各 Log Server には 4 つの主なデータベース テーブルがあり、ここにすべての Firebox のログ メッセージが保存されます。Log Server は、固定サイズのパーティションを作成し、ログ情報を格納します。Log Server データベースの内容を手動で変更するには、PostgreSQL コマンド プロンプトを使用するか、または pgadmin などサードパーティのアプリケーションを使用します。
Firebox を初めて Log Server に接続する場合、グローバル データベースに新しい Firebox の情報が更新されます。各 Firebox のログ メッセージは、4 つの Log Server データベース テーブルの 1 つに送信されます。これらのテーブル内のデータは、WatchGuard WebCenter でログ ファイルを表示するとき、またはレポートを作成するときに使用します。
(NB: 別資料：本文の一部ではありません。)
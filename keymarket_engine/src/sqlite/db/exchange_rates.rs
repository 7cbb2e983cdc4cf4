use sqlx::SqliteConnection;

use crate::{
    api::exchange_objects::{ExchangeRate, DEFAULT_EXCHANGE_RATE},
    traits::ExchangeRateError,
};

/// Fetches the singleton rate, creating the default row on first read. The upsert keeps the
/// create-on-first-read free of find-then-insert races.
pub async fn fetch_or_default(conn: &mut SqliteConnection) -> Result<ExchangeRate, ExchangeRateError> {
    sqlx::query("INSERT INTO exchange_rate (id, rate) VALUES (1, $1) ON CONFLICT (id) DO NOTHING")
        .bind(DEFAULT_EXCHANGE_RATE)
        .execute(&mut *conn)
        .await?;
    let rate = sqlx::query_as("SELECT rate, updated_at FROM exchange_rate WHERE id = 1").fetch_one(conn).await?;
    Ok(rate)
}

pub async fn set_rate(rate: i64, conn: &mut SqliteConnection) -> Result<ExchangeRate, ExchangeRateError> {
    if rate <= 0 {
        return Err(ExchangeRateError::InvalidRate(rate));
    }
    let rate = sqlx::query_as(
        r#"
            INSERT INTO exchange_rate (id, rate) VALUES (1, $1)
            ON CONFLICT (id) DO UPDATE SET rate = excluded.rate, updated_at = CURRENT_TIMESTAMP
            RETURNING rate, updated_at;
        "#,
    )
    .bind(rate)
    .fetch_one(conn)
    .await?;
    Ok(rate)
}
use chrono::{DateTime, Duration, Utc};
use km_common::Money;
use sqlx::SqliteConnection;

use crate::{
    db_types::Payment,
    traits::{AccountApiError, MarketGatewayError, TOPUP_EXPIRY_SECS},
};

/// Inserts a new pending top-up invoice. The uniqueness constraint on `transfer_ref` backstops
/// the sequence-based allocator.
pub async fn insert_pending(
    seller_id: i64,
    amount: Money,
    local_amount: i64,
    transfer_ref: &str,
    bank_account_id: i64,
    note: Option<&str>,
    conn: &mut SqliteConnection,
) -> Result<Payment, MarketGatewayError> {
    let expires_at = Utc::now() + Duration::seconds(TOPUP_EXPIRY_SECS);
    let payment = sqlx::query_as(
        r#"
            INSERT INTO payments (seller_id, amount, local_amount, transfer_ref, bank_account_id, expires_at, note)
            VALUES ($1, $2, $3, $4, $5, $6, $7)
            RETURNING *;
        "#,
    )
    .bind(seller_id)
    .bind(amount)
    .bind(local_amount)
    .bind(transfer_ref)
    .bind(bank_account_id)
    .bind(expires_at)
    .bind(note)
    .fetch_one(conn)
    .await
    .map_err(|e| match e {
        sqlx::Error::Database(err) if err.is_unique_violation() => {
            MarketGatewayError::PaymentAlreadyExists(transfer_ref.to_string())
        },
        _ => MarketGatewayError::from(e),
    })?;
    Ok(payment)
}

/// Inserts an already-completed payment for the admin manual-credit path. The caller credits
/// the wallet in the same transaction.
pub async fn insert_completed(
    seller_id: i64,
    amount: Money,
    local_amount: i64,
    transfer_ref: &str,
    note: &str,
    conn: &mut SqliteConnection,
) -> Result<Payment, MarketGatewayError> {
    let payment = sqlx::query_as(
        r#"
            INSERT INTO payments
                (seller_id, amount, local_amount, transfer_ref, status, completed_at, expires_at, note)
            VALUES ($1, $2, $3, $4, 'Completed', CURRENT_TIMESTAMP, CURRENT_TIMESTAMP, $5)
            RETURNING *;
        "#,
    )
    .bind(seller_id)
    .bind(amount)
    .bind(local_amount)
    .bind(transfer_ref)
    .bind(note)
    .fetch_one(conn)
    .await
    .map_err(|e| match e {
        sqlx::Error::Database(err) if err.is_unique_violation() => {
            MarketGatewayError::PaymentAlreadyExists(transfer_ref.to_string())
        },
        _ => MarketGatewayError::from(e),
    })?;
    Ok(payment)
}

pub async fn fetch_by_ref(
    transfer_ref: &str,
    conn: &mut SqliteConnection,
) -> Result<Option<Payment>, AccountApiError> {
    let payment = sqlx::query_as("SELECT * FROM payments WHERE transfer_ref = $1")
        .bind(transfer_ref)
        .fetch_optional(conn)
        .await?;
    Ok(payment)
}

pub async fn fetch_for_seller(seller_id: i64, conn: &mut SqliteConnection) -> Result<Vec<Payment>, sqlx::Error> {
    let payments = sqlx::query_as("SELECT * FROM payments WHERE seller_id = $1 ORDER BY created_at DESC, id DESC")
        .bind(seller_id)
        .fetch_all(conn)
        .await?;
    Ok(payments)
}

pub async fn pending_for_seller(
    seller_id: i64,
    conn: &mut SqliteConnection,
) -> Result<Vec<Payment>, sqlx::Error> {
    let payments = sqlx::query_as(
        "SELECT * FROM payments WHERE seller_id = $1 AND status = 'Pending' ORDER BY created_at ASC, id ASC",
    )
    .bind(seller_id)
    .fetch_all(conn)
    .await?;
    Ok(payments)
}

pub async fn all_pending(conn: &mut SqliteConnection) -> Result<Vec<Payment>, sqlx::Error> {
    let payments = sqlx::query_as("SELECT * FROM payments WHERE status = 'Pending' ORDER BY created_at ASC, id ASC")
        .fetch_all(conn)
        .await?;
    Ok(payments)
}

pub async fn count_pending_for_seller(seller_id: i64, conn: &mut SqliteConnection) -> Result<i64, sqlx::Error> {
    let (count,): (i64,) =
        sqlx::query_as("SELECT COUNT(*) FROM payments WHERE seller_id = $1 AND status = 'Pending'")
            .bind(seller_id)
            .fetch_one(conn)
            .await?;
    Ok(count)
}

/// When the seller last created a top-up that is still pending. The rate limiter compares this
/// against the request time.
pub async fn last_pending_created_at(
    seller_id: i64,
    conn: &mut SqliteConnection,
) -> Result<Option<DateTime<Utc>>, sqlx::Error> {
    let row: Option<(DateTime<Utc>,)> = sqlx::query_as(
        "SELECT created_at FROM payments WHERE seller_id = $1 AND status = 'Pending' ORDER BY created_at DESC LIMIT 1",
    )
    .bind(seller_id)
    .fetch_optional(conn)
    .await?;
    Ok(row.map(|(at,)| at))
}

/// The check-and-set half of settlement: only a `Pending` payment transitions, and
/// `completed_at` is stamped in the same statement. Returns `None` when the payment is already
/// terminal (or unknown), in which case the caller must not credit anything.
pub async fn settle(transfer_ref: &str, conn: &mut SqliteConnection) -> Result<Option<Payment>, MarketGatewayError> {
    let payment = sqlx::query_as(
        r#"
            UPDATE payments SET status = 'Completed', completed_at = CURRENT_TIMESTAMP
            WHERE transfer_ref = $1 AND status = 'Pending'
            RETURNING *;
        "#,
    )
    .bind(transfer_ref)
    .fetch_optional(conn)
    .await?;
    Ok(payment)
}

/// Moves every lapsed pending payment to the terminal `Expired` state. Rows are retained for
/// audit.
pub async fn expire_stale(conn: &mut SqliteConnection) -> Result<Vec<Payment>, MarketGatewayError> {
    let expired = sqlx::query_as(
        r#"
            UPDATE payments SET status = 'Expired'
            WHERE status = 'Pending' AND unixepoch(expires_at) <= unixepoch(CURRENT_TIMESTAMP)
            RETURNING *;
        "#,
    )
    .fetch_all(conn)
    .await?;
    Ok(expired)
}
use std::path::Path;

use log::*;
use sqlx::{migrate, migrate::MigrateDatabase, Sqlite};

use crate::SqliteDatabase;

pub async fn prepare_test_env(url: &str) {
    dotenvy::from_filename(".env.test").ok();
    let _ = env_logger::try_init();
    debug!("🚀️ Logging initialised");
    create_database(url).await;
    run_migrations(url).await;
}

pub fn random_db_path() -> String {
    let dir = std::env::temp_dir();
    format!("sqlite://{}/keymarket_test_{}.db", dir.display(), rand::random::<u64>())
}

pub async fn run_migrations(url: &str) {
    let db = SqliteDatabase::new_with_url(url, 5).await.expect("Error creating connection to database");
    migrate!("./src/sqlite/migrations").run(db.pool()).await.expect("Error running DB migrations");
    info!("🚀️ Migrations complete");
}

pub async fn create_database<P: AsRef<Path>>(path: P) {
    let p = path.as_ref().as_os_str().to_str().unwrap();
    if let Err(e) = Sqlite::drop_database(p).await {
        warn!("Error dropping database {p}: {e:?}");
    }
    Sqlite::create_database(p).await.expect("Error creating database");
    info!("Created Sqlite database {p}");
}
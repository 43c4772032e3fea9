#![no_std]
#![feature(c_variadic)]
#![allow(unsafe_op_in_unsafe_fn)]

pub mod cpu;

pub mod tsc {
    use core::arch::asm;

    #[inline(always)]
    pub fn rdtsc() -> u64 {
        let lo: u32;
        let hi: u32;
        unsafe {
            asm!(
                "rdtsc",
                out("eax") lo,
                out("edx") hi,
                options(nomem, nostack, preserves_flags)
            );
        }
        ((hi as u64) << 32) | (lo as u64)
    }
}

pub mod alignment;
pub mod clock;
pub mod config;
pub mod kdiag;
pub mod klog;
pub mod once_lock;
pub mod percpu;
pub mod preempt;
pub mod ring_buffer;
pub mod service_cell;
pub mod spinlock;
pub mod testing;
pub mod waitqueue;

#[doc(hidden)]
pub use paste;

pub use alignment::{align_down_u64, align_down_usize, align_up_u64, align_up_usize};
pub use alignment::{align_down_usize as align_down, align_up_usize as align_up};
pub use clock::{monotonic_ns, register_clock_source, uptime_ms};
pub use config::KernelConfig;
pub use kdiag::{InterruptFrame, exception_name, kdiag_dump_interrupt_frame, kdiag_hexdump};
pub use klog::{
    KlogLevel, klog_get_level, klog_init, klog_is_enabled, klog_register_backend, klog_set_level,
};
pub use once_lock::{InitFlag, OnceLock};
pub use percpu::{
    MAX_CPUS, PerCpuData, get_current_cpu, get_cpu_count, get_online_cpu_count, init_bsp, is_bsp,
    is_cpu_online, mark_cpu_offline, mark_cpu_online, register_current_cpu_fn,
};
pub use preempt::{IrqPreemptGuard, PreemptGuard, is_preemption_disabled, preempt_count};
pub use ring_buffer::RingBuffer;
pub use service_cell::ServiceCell;
pub use spinlock::{
    DEADLOCK_PROBE_LIMIT, IrqMutex, IrqMutexGuard, IrqRwLock, IrqRwLockReadGuard,
    IrqRwLockWriteGuard,
};
pub use waitqueue::{ParkOutcome, SchedulerHooks, SleepOutcome, WaitQueue, register_scheduler_hooks};
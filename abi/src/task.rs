//! Task/thread ABI types shared between the scheduler, the address-space
//! manager, and the IPC core.
//!
//! This module holds **only** the types, constants and enums that form the
//! stable interface between kernel subsystems (spec.md §3, §4.3, §4.6).
//! Kernel-internal bookkeeping (run queues, saved register contexts) lives
//! in `mk_core::scheduler`.

use crate::define_handle;

// --- Arena capacities -------------------------------------------------------

/// Priority bands per CPU run queue (spec.md §4.3: "N ≈ 16").
pub const NUM_PRIORITY_BANDS: usize = 16;
pub const PRIORITY_HIGHEST: u8 = 0;
pub const PRIORITY_LOWEST: u8 = (NUM_PRIORITY_BANDS - 1) as u8;
pub const PRIORITY_IDLE: u8 = PRIORITY_LOWEST;

pub const MAX_CPUS: usize = 32;
pub const MAX_TASKS: usize = 256;
pub const MAX_THREADS: usize = 1024;
pub const MAX_THREADS_PER_TASK: usize = 64;
pub const TASK_NAME_MAX_LEN: usize = 32;

define_handle!(TaskId);
define_handle!(ThreadId);

// --- Thread state machine ---------------------------------------------------

/// Thread lifecycle state (spec.md §3): `Entering → Ready → Running →
/// (Sleeping | Exiting) → Lingering` (detached) or freed.
#[derive(Clone, Copy, Debug, PartialEq, Eq, Default)]
pub enum ThreadState {
    /// Being constructed; not yet visible to the scheduler.
    #[default]
    Entering,
    /// Waiting in a per-CPU run queue.
    Ready,
    /// Currently executing on a CPU.
    Running,
    /// Linked into exactly one wait queue (invariant 1, spec.md §8).
    Sleeping,
    /// Running its exit cascade (spec.md §4.6).
    Exiting,
    /// Detached and freed but its exit record is retained for `join`.
    Lingering,
}

impl ThreadState {
    /// Whether `self -> target` is a legal transition. Kept here as a single
    /// source of truth so `mk-core` doesn't have two copies of the state
    /// machine for the scheduler and the exit cascade to drift apart.
    pub const fn can_transition_to(self, target: Self) -> bool {
        use ThreadState::*;
        match self {
            Entering => matches!(target, Ready | Exiting),
            Ready => matches!(target, Running | Exiting),
            Running => matches!(target, Ready | Sleeping | Exiting),
            Sleeping => matches!(target, Ready | Exiting),
            Exiting => matches!(target, Lingering),
            Lingering => false,
        }
    }
}

/// Why a thread last entered [`ThreadState::Sleeping`]. Diagnostic only —
/// the actual link target is the wait queue handle carried on the thread
/// record, not this enum.
#[derive(Clone, Copy, Debug, PartialEq, Eq, Default)]
pub enum BlockReason {
    #[default]
    None,
    Sleep,
    IpcWait,
    MutexWait,
    Join,
    Other,
}

/// Reason a thread's blocking call returned rather than completing
/// normally, mirrored onto the syscall return value.
#[derive(Clone, Copy, Debug, PartialEq, Eq)]
pub enum WakeReason {
    /// `wake_one`/`wake_all` fired, or the condition was already true.
    Woken,
    /// The missed-wakeup counter was positive; no sleep occurred.
    Atomic,
    /// The timeout elapsed first.
    TimedOut,
    /// `interrupt_sleep` fired on an `INTERRUPTIBLE` sleep.
    Interrupted,
}
//! In-flight call records (spec.md §3 "IPC call", §4.5).

use mk_abi::ipc::{AnswerboxId, CallFlags, IpcPayload, MAX_CALLS_IN_FLIGHT, PhoneId};
use mk_lib::IrqMutex;

use crate::arena::Arena;

/// Lifecycle of one in-flight call.
#[derive(Clone, Copy, Debug, PartialEq, Eq)]
pub enum CallState {
    /// Enqueued at the target answerbox, awaiting dequeue.
    Pending,
    /// Dequeued by the target, awaiting an answer (sync callers only).
    InProgress,
    /// Answered; the reply payload has been written back.
    Answered,
}

/// One call record: the fixed-width payload plus routing/reply state.
#[derive(Clone, Copy, Debug)]
pub struct Call {
    pub origin_phone: PhoneId,
    pub target_box: AnswerboxId,
    /// Where the reply lands; `PhoneId::INVALID`'s answerbox equivalent
    /// (`AnswerboxId::INVALID`) for a fire-and-forget `call_async` nobody
    /// will ever `wait()` the reply for.
    pub reply_box: AnswerboxId,
    pub payload: IpcPayload,
    pub reply_payload: IpcPayload,
    pub flags: CallFlags,
    pub state: CallState,
}

impl Call {
    pub const fn empty() -> Self {
        Self {
            origin_phone: PhoneId::INVALID,
            target_box: AnswerboxId::INVALID,
            reply_box: AnswerboxId::INVALID,
            payload: IpcPayload { method: 0, args: [0; 5] },
            reply_payload: IpcPayload { method: 0, args: [0; 5] },
            flags: CallFlags::empty(),
            state: CallState::Pending,
        }
    }
}

/// The global table of in-flight calls.
pub struct CallTable {
    inner: IrqMutex<Arena<Call, MAX_CALLS_IN_FLIGHT>>,
}

impl CallTable {
    pub const fn new() -> Self {
        Self {
            inner: IrqMutex::new_named(Arena::new(Call::empty()), "call_table"),
        }
    }

    pub fn insert(&self, call: Call) -> Option<mk_abi::ipc::CallHandle> {
        self.inner
            .lock()
            .insert(call)
            .map(mk_abi::ipc::CallHandle)
    }

    pub fn remove(&self, handle: mk_abi::ipc::CallHandle) -> Option<Call> {
        self.inner.lock().remove(handle.0)
    }

    pub fn get(&self, handle: mk_abi::ipc::CallHandle) -> Option<Call> {
        self.inner.lock().get(handle.0).copied()
    }

    pub fn update(&self, handle: mk_abi::ipc::CallHandle, f: impl FnOnce(&mut Call)) -> bool {
        let mut inner = self.inner.lock();
        match inner.get_mut(handle.0) {
            Some(call) => {
                f(call);
                true
            }
            None => false,
        }
    }

    pub fn len(&self) -> usize {
        self.inner.lock().len()
    }
}

impl Default for CallTable {
    fn default() -> Self {
        Self::new()
    }
}
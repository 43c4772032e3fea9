//! Region storage for one address space (spec.md §4.4).
//!
//! The teacher keeps VMAs in a hand-rolled, pointer-linked red-black tree
//! (`mm/src/vma_tree.rs`) so it can run without an allocator this early in
//! boot. This workspace has no such boot constraint and spec.md §9 prefers
//! a typed container over a raw-pointer graph for exactly this kind of
//! structure, so regions live in a plain `BTreeMap<VirtAddr, Region>` keyed
//! by base address: `O(log n)` base lookup, and `range()` gives an
//! ordered walk for overlap checks without hand-rolled tree rotations.

use alloc::collections::BTreeMap;

use mk_abi::addr::VirtAddr;
use mk_abi::error::{KError, KResult};
use mk_abi::mm::AccessFlags;

use crate::backend::Backend;

/// One mapped range `[base, base + size)` within an address space.
#[derive(Clone, Debug)]
pub struct Region {
    pub base: VirtAddr,
    pub size: u64,
    pub flags: AccessFlags,
    pub backend: Backend,
}

impl Region {
    #[inline]
    pub fn end(&self) -> u64 {
        self.base.as_u64() + self.size
    }

    #[inline]
    pub fn contains(&self, addr: VirtAddr) -> bool {
        let a = addr.as_u64();
        a >= self.base.as_u64() && a < self.end()
    }

    #[inline]
    pub fn offset_of(&self, addr: VirtAddr) -> u64 {
        addr.as_u64() - self.base.as_u64()
    }
}

/// The ordered set of regions belonging to one address space.
#[derive(Default)]
pub struct RegionTree {
    regions: BTreeMap<VirtAddr, Region>,
}

impl RegionTree {
    pub fn new() -> Self {
        Self {
            regions: BTreeMap::new(),
        }
    }

    /// Insert a region spanning `[base, base + size)`. Fails with
    /// `AlreadyExists` if it overlaps any existing region (spec.md §4.4:
    /// "creating a region that overlaps an existing one... fails").
    pub fn insert(&mut self, region: Region) -> KResult<()> {
        if self.overlaps(region.base, region.size) {
            return Err(KError::AlreadyExists);
        }
        self.regions.insert(region.base, region);
        Ok(())
    }

    /// Remove the region whose base is exactly `base`.
    pub fn remove(&mut self, base: VirtAddr) -> KResult<Region> {
        self.regions.remove(&base).ok_or(KError::NoEnt)
    }

    /// Find the region (if any) containing `addr`.
    pub fn find(&self, addr: VirtAddr) -> Option<&Region> {
        self.regions
            .range(..=addr)
            .next_back()
            .map(|(_, r)| r)
            .filter(|r| r.contains(addr))
    }

    pub fn find_mut(&mut self, addr: VirtAddr) -> Option<&mut Region> {
        let base = self
            .regions
            .range(..=addr)
            .next_back()
            .map(|(base, r)| (*base, r.contains(addr)));
        match base {
            Some((base, true)) => self.regions.get_mut(&base),
            _ => None,
        }
    }

    pub fn get_mut(&mut self, base: VirtAddr) -> Option<&mut Region> {
        self.regions.get_mut(&base)
    }

    /// Whether `[base, base + size)` overlaps any region currently stored.
    pub fn overlaps(&self, base: VirtAddr, size: u64) -> bool {
        let end = base.as_u64() + size;
        // Candidate before `base` might still extend past it; the rest
        // start at or after `base` and only need an end-of-range check.
        if let Some((_, before)) = self.regions.range(..=base).next_back() {
            if before.end() > base.as_u64() {
                return true;
            }
        }
        self.regions
            .range(base..)
            .next()
            .map(|(start, _)| start.as_u64() < end)
            .unwrap_or(false)
    }

    pub fn len(&self) -> usize {
        self.regions.len()
    }

    pub fn is_empty(&self) -> bool {
        self.regions.is_empty()
    }

    pub fn iter(&self) -> impl Iterator<Item = &Region> {
        self.regions.values()
    }
}

#[cfg(test)]
mod tests {
    use super::*;

    fn region(base: u64, size: u64) -> Region {
        Region {
            base: VirtAddr::new(base),
            size,
            flags: AccessFlags::READ | AccessFlags::WRITE,
            backend: Backend::Anonymous,
        }
    }

    #[test]
    fn non_overlapping_inserts_succeed() {
        let mut tree = RegionTree::new();
        tree.insert(region(0x1000, 0x1000)).unwrap();
        tree.insert(region(0x2000, 0x1000)).unwrap();
        assert_eq!(tree.len(), 2);
    }

    #[test]
    fn overlapping_insert_is_rejected() {
        let mut tree = RegionTree::new();
        tree.insert(region(0x1000, 0x2000)).unwrap();
        let err = tree.insert(region(0x1800, 0x1000)).unwrap_err();
        assert_eq!(err, KError::AlreadyExists);
    }

    #[test]
    fn find_locates_containing_region() {
        let mut tree = RegionTree::new();
        tree.insert(region(0x1000, 0x1000)).unwrap();
        assert!(tree.find(VirtAddr::new(0x1500)).is_some());
        assert!(tree.find(VirtAddr::new(0x2500)).is_none());
    }

    #[test]
    fn remove_then_reinsert_at_same_base_round_trips() {
        let mut tree = RegionTree::new();
        tree.insert(region(0x1000, 0x1000)).unwrap();
        tree.remove(VirtAddr::new(0x1000)).unwrap();
        assert!(tree.is_empty());
        tree.insert(region(0x1000, 0x1000)).unwrap();
        assert_eq!(tree.len(), 1);
    }
}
WatchGuard Report Server により生成されたレポートは、XML ファイルとして次のディレクトリに保存されます:
C:\ProgramData\WatchGuard\wrserver\reports\
パフォーマンスとディスク領域
ログ情報を 1 つの Log Server に送信するように最大 100 の Firebox を構成することができます。ただし、Log Server に接続できる正確な Firebox 数は、そのハード ドライブのサイズとスピード、利用可能な RAM、プロセッサ数、および各接続済みの Firebox により Log Server に送信されるログ トラフィック量によって異なります。Log Server のパフォーマンスを大きく向上するには、より高速のハード ドライブ、より大容量のメモリ、または別のプロセッサを追加します。
データベースからの古いログ メッセージを自動的に削除するよう Log Server を構成することができます。Log Server を初めて設定する時に、日ごとに使用される平均ディスク領域を測定することをお勧めします。データベースが大きすぎるディスク領域を使用する前に、何日のログ メッセージをデータベースに維持するかを決定して、その時間間隔に一致するように設定を変更します。ログ メッセージをデータベースから削除すると、新しいログ エントリを作成するときにディスク領域が再使用されます。
reindexdb ユーティリティを使用すると、1 つまたは複数の PostgreSQL データベース テーブル内のインデックスを再ビルドして、パフォーマンスを向上できます。このユーティリティは、WatchGuard サポート担当者から推奨された場合のみ実行してください。
Log Manager と Report Manager
対話型の WatchGuard WebCenter Web UI の Log Manager ページと Report Manager ページを使用して、ログ ファイルの詳細を確認したり、Firebox や WatchGuard サーバーから生成されたレポートを表示したり、オンデマンド レポートを生成したりすることができます。任意のレポートのデータをピボットして、レポートに含まれる 詳細を確認することができます。各レポートには、関連するレポートの詳細のリンクが含まれています。
詳細については、WebCenter でログ メッセージとレポートを参照する、WebCenter のデバイス ログ メッセージを表示する、および レポートを Report Manager で表示する を参照してください。